Memory addressing in traditional processors is typically computed by adding two operands such as a base address and an offset address in order to arrive at an effective address. Base+offset addressing is typically used to address memory within data caches as well as data or instructions within other CPU memory units. For example, Table-Lookaside-Buffers (TLBs) typically use base+offset addition in order to access a buffer location within the TLB. Because an addition is typically performed to arrive at the effective address, traditional processors usually take at least two cycles to access the memory. A first cycle is used to add the base and offset addresses and a second cycle is used to access the memory. Consequently, because two cycles are usually needed to access the memory in a traditional processor, the cycle immediately following a load instruction cannot use the result of the load operation. This delay is referred to as “load latency.” Load latency is a performance limitation factor in traditional processors. Load latency often manifests itself in a pipelined processor as a load-use penalty with the load results being unavailable for two machine cycles.
Therefore, what is needed is a system and method that improves access to a memory array based on multiple operand addressing.
The foregoing and further and more specific objects and advantages of the invention will become readily apparent to those skilled in the art from the following detailed description of a preferred embodiment thereof taken in conjunction with the following drawings:
In one aspect an address for accessing a data entry is obtained using the sum of two operands.

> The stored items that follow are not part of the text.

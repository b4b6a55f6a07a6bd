use std::sync::Arc;

use axum::extract::{Extension, Json, State};
use serde_json::json;
use uuid::Uuid;
use wiremock::matchers::{body_partial_json, method, path, query_param};
use wiremock::{Mock, MockServer, ResponseTemplate};

use auth_cell::handlers;
use auth_cell::models::{LoginRequest, RegisterRequest};
use shared_config::AppConfig;
use shared_models::error::AppError;
use shared_models::records::UserRole;
use shared_utils::password::hash_password;
use shared_utils::test_utils::{TestConfig, TestUser};

fn state(mock_server: &MockServer) -> Arc<AppConfig> {
    Arc::new(TestConfig::with_store_url(&mock_server.uri()).to_app_config())
}

fn register_request(email: &str) -> RegisterRequest {
    RegisterRequest {
        email: email.to_string(),
        password: "hunter22".to_string(),
        full_name: "Jane Doe".to_string(),
        role: UserRole::Patient,
        phone: None,
        specialty: None,
        bio: None,
    }
}

#[tokio::test]
async fn register_creates_a_user_and_issues_a_token() {
    let mock_server = MockServer::start().await;
    let user_id = Uuid::new_v4();

    Mock::given(method("GET"))
        .and(path("/rest/v1/users"))
        .and(query_param("email", "eq.jane@example.com"))
        .respond_with(ResponseTemplate::new(200).set_body_json(json!([])))
        .mount(&mock_server)
        .await;

    Mock::given(method("POST"))
        .and(path("/rest/v1/users"))
        .and(body_partial_json(json!({ "email": "jane@example.com", "role": "patient" })))
        .respond_with(ResponseTemplate::new(201).set_body_json(json!([
            {
                "id": user_id,
                "email": "jane@example.com",
                "full_name": "Jane Doe",
                "role": "patient",
                "created_at": "2025-01-01T00:00:00Z",
            }
        ])))
        .expect(1)
        .mount(&mock_server)
        .await;

    let result = handlers::register(
        State(state(&mock_server)),
        Json(register_request("jane@example.com")),
    )
    .await;

    let (status, Json(token)) = result.unwrap();
    assert_eq!(status, axum::http::StatusCode::CREATED);
    assert_eq!(token.token_type, "bearer");
    assert_eq!(token.user.email, "jane@example.com");
    assert_eq!(token.access_token.split('.').count(), 3);
}

#[tokio::test]
async fn duplicate_email_is_rejected() {
    let mock_server = MockServer::start().await;

    Mock::given(method("GET"))
        .and(path("/rest/v1/users"))
        .respond_with(ResponseTemplate::new(200).set_body_json(json!([
            { "id": Uuid::new_v4(), "email": "jane@example.com" }
        ])))
        .mount(&mock_server)
        .await;

    let result = handlers::register(
        State(state(&mock_server)),
        Json(register_request("jane@example.com")),
    )
    .await;

    assert!(matches!(result, Err(AppError::BadRequest(_))));
}

#[tokio::test]
async fn short_passwords_fail_validation_before_any_store_call() {
    let mock_server = MockServer::start().await;

    let mut request = register_request("jane@example.com");
    request.password = "short".to_string();

    let result = handlers::register(State(state(&mock_server)), Json(request)).await;
    assert!(matches!(result, Err(AppError::ValidationError(_))));
}

#[tokio::test]
async fn login_verifies_the_stored_hash() {
    let mock_server = MockServer::start().await;
    let user_id = Uuid::new_v4();
    let password_hash = hash_password("hunter22").unwrap();

    Mock::given(method("GET"))
        .and(path("/rest/v1/users"))
        .and(query_param("email", "eq.jane@example.com"))
        .respond_with(ResponseTemplate::new(200).set_body_json(json!([
            {
                "id": user_id,
                "email": "jane@example.com",
                "full_name": "Jane Doe",
                "role": "patient",
                "password_hash": password_hash,
            }
        ])))
        .mount(&mock_server)
        .await;

    let Json(token) = handlers::login(
        State(state(&mock_server)),
        Json(LoginRequest {
            email: "jane@example.com".to_string(),
            password: "hunter22".to_string(),
        }),
    )
    .await
    .unwrap();

    assert_eq!(token.user.id, user_id.to_string());

    // Wrong password takes the same "incorrect email or password" path.
    let result = handlers::login(
        State(state(&mock_server)),
        Json(LoginRequest {
            email: "jane@example.com".to_string(),
            password: "wrong-password".to_string(),
        }),
    )
    .await;
    assert!(matches!(result, Err(AppError::Auth(_))));
}

#[tokio::test]
async fn me_returns_the_stored_profile() {
    let mock_server = MockServer::start().await;
    let user = TestUser::doctor("doc@example.com");

    Mock::given(method("GET"))
        .and(path("/rest/v1/users"))
        .and(query_param("id", format!("eq.{}", user.id)))
        .respond_with(ResponseTemplate::new(200).set_body_json(json!([
            {
                "id": user.id,
                "email": "doc@example.com",
                "full_name": "Dr. Smith",
                "role": "doctor",
                "specialty": "Cardiologist",
            }
        ])))
        .mount(&mock_server)
        .await;

    let Json(profile) = handlers::me(State(state(&mock_server)), Extension(user.to_auth_user()))
        .await
        .unwrap();

    assert_eq!(profile.full_name, "Dr. Smith");
    assert_eq!(profile.role, UserRole::Doctor);
    assert_eq!(profile.specialty.as_deref(), Some("Cardiologist"));
}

In order to determine if data is present in the cache a TAG in the cache is accessed. Only a few bits of the address is for accessing the TAG. The corresponding bits from the two operands are directly used in initiating the accessing of the TAG rather than waiting for the complete sum of the two operands. The corresponding bits from the two operands are further divided into two subsets of bits. The subsets from each operand are input to a fast address decoder FADec to decode both the sum with a carry and the sum without a carry. The decode is accomplished for the case of a carry bit and the case without the carry bit because prior to the adding of the operands is completed the carry is not known. A further decode is provided based on the outputs of the FADecs. The sum of the operands then becomes available so that the proper entry in the memory is provided as the TAG. Thus, much of the activity required for providing the TAG is accomplished while the sum of the two operands is being calculated. This is better understood by reference to the drawings and the following description.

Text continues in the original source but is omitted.